#### [Problem details]
The records sit below this line. Repeat all of them exactly.

_ _ _ _ _ _ _

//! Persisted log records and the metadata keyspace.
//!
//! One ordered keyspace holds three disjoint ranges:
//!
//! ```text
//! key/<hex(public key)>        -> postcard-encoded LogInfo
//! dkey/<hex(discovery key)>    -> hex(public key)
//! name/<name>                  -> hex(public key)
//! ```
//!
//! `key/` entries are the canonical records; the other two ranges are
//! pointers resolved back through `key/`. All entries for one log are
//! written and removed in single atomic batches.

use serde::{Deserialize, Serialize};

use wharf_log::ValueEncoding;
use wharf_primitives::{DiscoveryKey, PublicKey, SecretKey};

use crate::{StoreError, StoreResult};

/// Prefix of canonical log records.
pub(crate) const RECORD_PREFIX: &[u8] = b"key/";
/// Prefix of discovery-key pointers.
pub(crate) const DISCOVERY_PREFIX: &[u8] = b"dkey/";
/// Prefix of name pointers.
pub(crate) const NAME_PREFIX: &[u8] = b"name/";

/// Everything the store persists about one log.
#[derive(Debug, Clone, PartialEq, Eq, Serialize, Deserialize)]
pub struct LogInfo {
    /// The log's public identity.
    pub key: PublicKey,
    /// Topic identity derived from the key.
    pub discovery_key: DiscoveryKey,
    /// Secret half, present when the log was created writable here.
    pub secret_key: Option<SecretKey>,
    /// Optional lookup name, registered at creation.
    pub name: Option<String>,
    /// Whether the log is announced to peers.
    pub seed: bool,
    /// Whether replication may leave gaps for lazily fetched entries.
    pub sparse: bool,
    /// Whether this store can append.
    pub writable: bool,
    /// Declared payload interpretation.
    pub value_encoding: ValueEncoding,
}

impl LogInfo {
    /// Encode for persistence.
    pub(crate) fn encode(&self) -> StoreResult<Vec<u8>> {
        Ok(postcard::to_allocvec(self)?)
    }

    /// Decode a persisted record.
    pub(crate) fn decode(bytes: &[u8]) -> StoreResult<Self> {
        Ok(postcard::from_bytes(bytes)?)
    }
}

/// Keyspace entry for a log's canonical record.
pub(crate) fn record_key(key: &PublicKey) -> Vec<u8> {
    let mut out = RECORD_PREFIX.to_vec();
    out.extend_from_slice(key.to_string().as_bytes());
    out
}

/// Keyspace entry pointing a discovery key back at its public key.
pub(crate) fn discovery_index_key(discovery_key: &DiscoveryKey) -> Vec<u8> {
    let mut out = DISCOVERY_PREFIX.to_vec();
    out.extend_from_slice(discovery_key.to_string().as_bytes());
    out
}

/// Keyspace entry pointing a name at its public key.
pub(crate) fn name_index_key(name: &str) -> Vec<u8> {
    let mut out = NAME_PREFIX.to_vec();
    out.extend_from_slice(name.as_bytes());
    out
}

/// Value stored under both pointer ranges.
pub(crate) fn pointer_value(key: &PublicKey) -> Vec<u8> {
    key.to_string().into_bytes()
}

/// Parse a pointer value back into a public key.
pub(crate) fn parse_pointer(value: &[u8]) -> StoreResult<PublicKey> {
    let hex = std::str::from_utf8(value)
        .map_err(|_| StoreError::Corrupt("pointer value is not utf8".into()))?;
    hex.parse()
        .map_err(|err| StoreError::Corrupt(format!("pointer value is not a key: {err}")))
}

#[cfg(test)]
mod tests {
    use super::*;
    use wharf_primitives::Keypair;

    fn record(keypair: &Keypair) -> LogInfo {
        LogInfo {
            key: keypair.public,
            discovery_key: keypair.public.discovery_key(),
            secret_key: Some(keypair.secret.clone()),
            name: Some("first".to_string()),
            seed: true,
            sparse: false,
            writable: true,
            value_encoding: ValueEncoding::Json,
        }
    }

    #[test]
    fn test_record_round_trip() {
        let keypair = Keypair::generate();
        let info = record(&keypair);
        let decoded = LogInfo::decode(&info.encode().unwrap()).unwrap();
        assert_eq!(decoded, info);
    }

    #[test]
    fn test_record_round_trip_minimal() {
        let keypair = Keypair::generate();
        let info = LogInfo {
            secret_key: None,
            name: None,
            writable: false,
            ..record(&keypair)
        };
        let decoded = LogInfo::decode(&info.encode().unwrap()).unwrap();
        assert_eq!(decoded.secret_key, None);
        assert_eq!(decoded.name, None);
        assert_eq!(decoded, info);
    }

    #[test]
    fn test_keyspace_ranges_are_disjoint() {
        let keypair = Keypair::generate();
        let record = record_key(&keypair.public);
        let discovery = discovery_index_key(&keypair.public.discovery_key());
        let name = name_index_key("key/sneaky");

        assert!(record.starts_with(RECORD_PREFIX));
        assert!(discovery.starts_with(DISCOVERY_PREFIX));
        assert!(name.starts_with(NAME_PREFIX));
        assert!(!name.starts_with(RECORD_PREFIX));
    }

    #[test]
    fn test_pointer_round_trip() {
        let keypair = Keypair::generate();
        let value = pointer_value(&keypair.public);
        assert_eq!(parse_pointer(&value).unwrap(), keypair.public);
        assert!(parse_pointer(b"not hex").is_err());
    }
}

_ _ _ _ _ _ _

#### [Answer area]
//! Persisted log records and the metadata keyspace.
//!
//! One ordered keyspace holds three disjoint ranges:
//!
//! ```text
//! key/<hex(public key)>        -> postcard-encoded LogInfo
//! dkey/<hex(discovery key)>    -> hex(public key)
//! name/<name>                  -> hex(public key)
//! ```
//!
//! `key/` entries are the canonical records; the other two ranges are
//! pointers resolved back through `key/`. All entries for one log are
//! written and removed in single atomic batches.

use serde::{Deserialize, Serialize};

use wharf_log::ValueEncoding;
use wharf_primitives::{DiscoveryKey, PublicKey, SecretKey};

use crate::{StoreError, StoreResult};

/// Prefix of canonical log records.
pub(crate) const RECORD_PREFIX: &[u8] = b"key/";
/// Prefix of discovery-key pointers.
pub(crate) const DISCOVERY_PREFIX: &[u8] = b"dkey/";
/// Prefix of name pointers.
pub(crate) const NAME_PREFIX: &[u8] = b"name/";

/// Everything the store persists about one log.
#[derive(Debug, Clone, PartialEq, Eq, Serialize, Deserialize)]
pub struct LogInfo {
    /// The log's public identity.
    pub key: PublicKey,
    /// Topic identity derived from the key.
    pub discovery_key: DiscoveryKey,
    /// Secret half, present when the log was created writable here.
    pub secret_key: Option<SecretKey>,
    /// Optional lookup name, registered at creation.
    pub name: Option<String>,
    /// Whether the log is announced to peers.
    pub seed: bool,
    /// Whether replication may leave gaps for lazily fetched entries.
    pub sparse: bool,
    /// Whether this store can append.
    pub writable: bool,
    /// Declared payload interpretation.
    pub value_encoding: ValueEncoding,
}

impl LogInfo {
    /// Encode for persistence.
    pub(crate) fn encode(&self) -> StoreResult<Vec<u8>> {
        Ok(postcard::to_allocvec(self)?)
    }

    /// Decode a persisted record.
    pub(crate) fn decode(bytes: &[u8]) -> StoreResult<Self> {
        Ok(postcard::from_bytes(bytes)?)
    }
}

/// Keyspace entry for a log's canonical record.
pub(crate) fn record_key(key: &PublicKey) -> Vec<u8> {
    let mut out = RECORD_PREFIX.to_vec();
    out.extend_from_slice(key.to_string().as_bytes());
    out
}

/// Keyspace entry pointing a discovery key back at its public key.
pub(crate) fn discovery_index_key(discovery_key: &DiscoveryKey) -> Vec<u8> {
    let mut out = DISCOVERY_PREFIX.to_vec();
    out.extend_from_slice(discovery_key.to_string().as_bytes());
    out
}

/// Keyspace entry pointing a name at its public key.
pub(crate) fn name_index_key(name: &str) -> Vec<u8> {
    let mut out = NAME_PREFIX.to_vec();
    out.extend_from_slice(name.as_bytes());
    out
}

/// Value stored under both pointer ranges.
pub(crate) fn pointer_value(key: &PublicKey) -> Vec<u8> {
    key.to_string().into_bytes()
}

/// Parse a pointer value back into a public key.
pub(crate) fn parse_pointer(value: &[u8]) -> StoreResult<PublicKey> {
    let hex = std::str::from_utf8(value)
        .map_err(|_| StoreError::Corrupt("pointer value is not utf8".into()))?;
    hex.parse()
        .map_err(|err| StoreError::Corrupt(format!("pointer value is not a key: {err}")))
}

#[cfg(test)]
mod tests {
    use super::*;
    use wharf_primitives::Keypair;

    fn record(keypair: &Keypair) -> LogInfo {
        LogInfo {
            key: keypair.public,
            discovery_key: keypair.public.discovery_key(),
            secret_key: Some(keypair.secret.clone()),
            name: Some("first".to_string()),
            seed: true,
            sparse: false,
            writable: true,
            value_encoding: ValueEncoding::Json,
        }
    }

    #[test]
    fn test_record_round_trip() {
        let keypair = Keypair::generate();
        let info = record(&keypair);
        let decoded = LogInfo::decode(&info.encode().unwrap()).unwrap();
        assert_eq!(decoded, info);
    }

    #[test]
    fn test_record_round_trip_minimal() {
        let keypair = Keypair::generate();
        let info = LogInfo {
            secret_key: None,
            name: None,
            writable: false,
            ..record(&keypair)
        };
        let decoded = LogInfo::decode(&info.encode().unwrap()).unwrap();
        assert_eq!(decoded.secret_key, None);
        assert_eq!(decoded.name, None);
        assert_eq!(decoded, info);
    }

    #[test]
    fn test_keyspace_ranges_are_disjoint() {
        let keypair = Keypair::generate();
        let record = record_key(&keypair.public);
        let discovery = discovery_index_key(&keypair.public.discovery_key());
        let name = name_index_key("key/sneaky");

        assert!(record.starts_with(RECORD_PREFIX));
        assert!(discovery.starts_with(DISCOVERY_PREFIX));
        assert!(name.starts_with(NAME_PREFIX));
        assert!(!name.starts_with(RECORD_PREFIX));
    }

    #[test]
    fn test_pointer_round_trip() {
        let keypair = Keypair::generate();
        let value = pointer_value(&keypair.public);
        assert_eq!(parse_pointer(&value).unwrap(), keypair.public);
        assert!(parse_pointer(b"not hex").is_err());
    }
}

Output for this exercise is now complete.